Thu, 18 June 11:00 2009    PDF Print E-mail

Euro-elections: the day after in Latvia

Earlier this month, less than half of the European Union’s enfranchised population – roughly 43 per cent – bothered to cast their votes for the politicians who will represent them at the European Parliament in Strasbourg.
There was a noticeable drift towards the Right and because there must be room for every tendency in a democracy, the Union for Europe of the Nations, which encompasses neo-fascist as well as centre-right groups, increased its share of the poll.
So, too, did Britain’s eurosceptic UKIP party, with 13 seats in Strasbourg and two for the neo-fascist BNP.
Despite losing votes compared to the 2004 Euro-elections, the governing parties in France and Germany escaped a punishment vote from an apathetic public that stayed at home in record numbers rather than take time out to go to a polling station. Only in Denmark and Latvia was there an increase with 51 per cent and 53 per cent turnouts respectively.
Latvia is more gravely affected by the economic crisis than any other EU country and results in the Baltic state (population 2.3 million) favoured ethnic Russian candidates. Alfred Rubiks, a former Communist party chief imprisoned for six years after an unsuccessful coup in August 1991 to prevent the country from leaving the Soviet Union, will occupy a Strasbourg parliamentary seat after his Harmony party won 20 per cent of the poll. This doubled predictions and, combined with another pro-Russia party, which obtained 10 per cent of the vote, indicates that their appeal is no longer limited to ethnic Russians.
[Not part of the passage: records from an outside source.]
//! Model-keyed registry of device definitions.

use std::collections::HashMap;
use std::sync::Arc;

use meshbridge_app::ports::DefinitionCatalog;
use meshbridge_domain::converter::Definition;

use crate::converters::{
    BatteryReport, BrightnessReport, ColorReport, HumidityReport, MultistateAction,
    OccupancyReport, OnOffReport, PressReleaseClick, PressureReport, TemperatureReport,
};

/// Registry of supported device models.
pub struct Catalog {
    definitions: HashMap<&'static str, Arc<Definition>>,
}

impl Catalog {
    /// Build a registry from a list of definitions.
    #[must_use]
    pub fn new(definitions: Vec<Definition>) -> Self {
        Self {
            definitions: definitions
                .into_iter()
                .map(|definition| (definition.model(), Arc::new(definition)))
                .collect(),
        }
    }

    /// The standard catalog of supported devices.
    #[must_use]
    pub fn standard() -> Self {
        Self::new(vec![
            Definition::new(
                "lumi.sensor_ht",
                "Xiaomi",
                "MiJia temperature & humidity sensor (WSDCGQ01LM)",
                vec![
                    Box::new(TemperatureReport),
                    Box::new(HumidityReport),
                    Box::new(BatteryReport),
                ],
            ),
            Definition::new(
                "lumi.weather",
                "Xiaomi",
                "Aqara temperature, humidity & pressure sensor (WSDCGQ11LM)",
                vec![
                    Box::new(TemperatureReport),
                    Box::new(HumidityReport),
                    Box::new(PressureReport),
                    Box::new(BatteryReport),
                ],
            ),
            Definition::new(
                "lumi.sensor_switch",
                "Xiaomi",
                "MiJia wireless switch (WXKG01LM)",
                vec![Box::new(PressReleaseClick::new()), Box::new(BatteryReport)],
            ),
            Definition::new(
                "lumi.sensor_switch.aq2",
                "Xiaomi",
                "Aqara wireless switch (WXKG11LM)",
                vec![Box::new(MultistateAction), Box::new(BatteryReport)],
            ),
            Definition::new(
                "lumi.sensor_motion",
                "Xiaomi",
                "MiJia human body movement sensor (RTCGQ01LM)",
                vec![Box::new(OccupancyReport), Box::new(BatteryReport)],
            ),
            Definition::new(
                "LCT001",
                "Philips",
                "Hue white and color ambiance E26 (8718696449691)",
                vec![
                    Box::new(OnOffReport),
                    Box::new(BrightnessReport),
                    Box::new(ColorReport),
                ],
            ),
            Definition::new(
                "TRADFRI bulb E27 WS opal 980lm",
                "IKEA of Sweden",
                "TRADFRI bulb E27 white spectrum opal (LED1545G12)",
                vec![
                    Box::new(OnOffReport),
                    Box::new(BrightnessReport),
                    Box::new(ColorReport),
                ],
            ),
        ])
    }

    /// Look up the definition for a model identifier.
    #[must_use]
    pub fn by_model(&self, model: &str) -> Option<Arc<Definition>> {
        self.definitions.get(model).cloned()
    }

    /// Number of registered models.
    #[must_use]
    pub fn len(&self) -> usize {
        self.definitions.len()
    }

    /// Whether the registry is empty.
    #[must_use]
    pub fn is_empty(&self) -> bool {
        self.definitions.is_empty()
    }

    /// Registered model identifiers.
    pub fn models(&self) -> impl Iterator<Item = &'static str> {
        self.definitions.keys().copied()
    }
}

impl DefinitionCatalog for Catalog {
    fn definition(&self, model: &str) -> Option<Arc<Definition>> {
        self.by_model(model)
    }
}

#[cfg(test)]
mod tests {
    use super::*;
    use meshbridge_domain::event::{MessageType, clusters};

    #[test]
    fn should_register_all_standard_models() {
        let catalog = Catalog::standard();
        assert_eq!(catalog.len(), 7);
        for model in [
            "lumi.sensor_ht",
            "lumi.weather",
            "lumi.sensor_switch",
            "lumi.sensor_switch.aq2",
            "lumi.sensor_motion",
            "LCT001",
            "TRADFRI bulb E27 WS opal 980lm",
        ] {
            assert!(catalog.by_model(model).is_some(), "missing {model}");
        }
    }

    #[test]
    fn should_return_none_for_unknown_model() {
        let catalog = Catalog::standard();
        assert!(catalog.by_model("lumi.unknown").is_none());
    }

    #[test]
    fn should_order_climate_converters_before_battery() {
        let catalog = Catalog::standard();
        let definition = catalog.by_model("lumi.weather").unwrap();
        let converters = definition.converters();
        assert_eq!(converters.len(), 4);
        assert_eq!(converters[0].cluster(), clusters::MS_TEMPERATURE);
        assert_eq!(converters[3].cluster(), clusters::GEN_POWER_CFG);
    }

    #[test]
    fn should_select_color_converter_for_bulb_reports() {
        let catalog = Catalog::standard();
        let definition = catalog.by_model("LCT001").unwrap();
        let matching: Vec<_> = definition
            .matching_converters(clusters::LIGHTING_COLOR_CTRL, MessageType::AttributeReport)
            .collect();
        assert_eq!(matching.len(), 1);
    }

    #[test]
    fn should_expose_definition_through_the_port() {
        let catalog = Catalog::standard();
        let definition = DefinitionCatalog::definition(&catalog, "lumi.sensor_ht");
        assert_eq!(definition.unwrap().vendor(), "Xiaomi");
    }
}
Equally important to Latvian voters on June 7 were the simultaneous local elections where Harmony received 30 per cent of votes.
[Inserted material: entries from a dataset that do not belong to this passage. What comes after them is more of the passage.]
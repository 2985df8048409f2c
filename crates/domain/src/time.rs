//! Time and timestamp helpers.

use chrono::{DateTime, Utc};

/// UTC timestamp stamped on publications leaving the pipeline.
pub type Timestamp = DateTime<Utc>;

/// Return the current UTC time.
#[must_use]
pub fn now() -> Timestamp {
    Utc::now()
}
Latvia’s economy grew by 50 per cent after joining the EU in 2004, but it is currently the worst-performing with unemployment increasing at a rate of 50 per cent and an economy expected to contract by 12 per cent this year. With the national currency - the lat - pegged to the euro, Latvia needed an International Monetary Fund bailout of 7.5 billion euros last December, and social unrest prompted by the financial crisis led to the centre-right government’s fall in February 2009.
The Euro-election results do not bode well for Prime Minister Valdis Dombrovskis, himself an MEP brought in last March to head a coalition government after Ivars Godmanis’ resignation.
The promised land of the EU does not exactly break its promises but as Latvia has now found out, the grass that looks so green from a distance turns out to be less succulent when viewed in close-up during a global recession.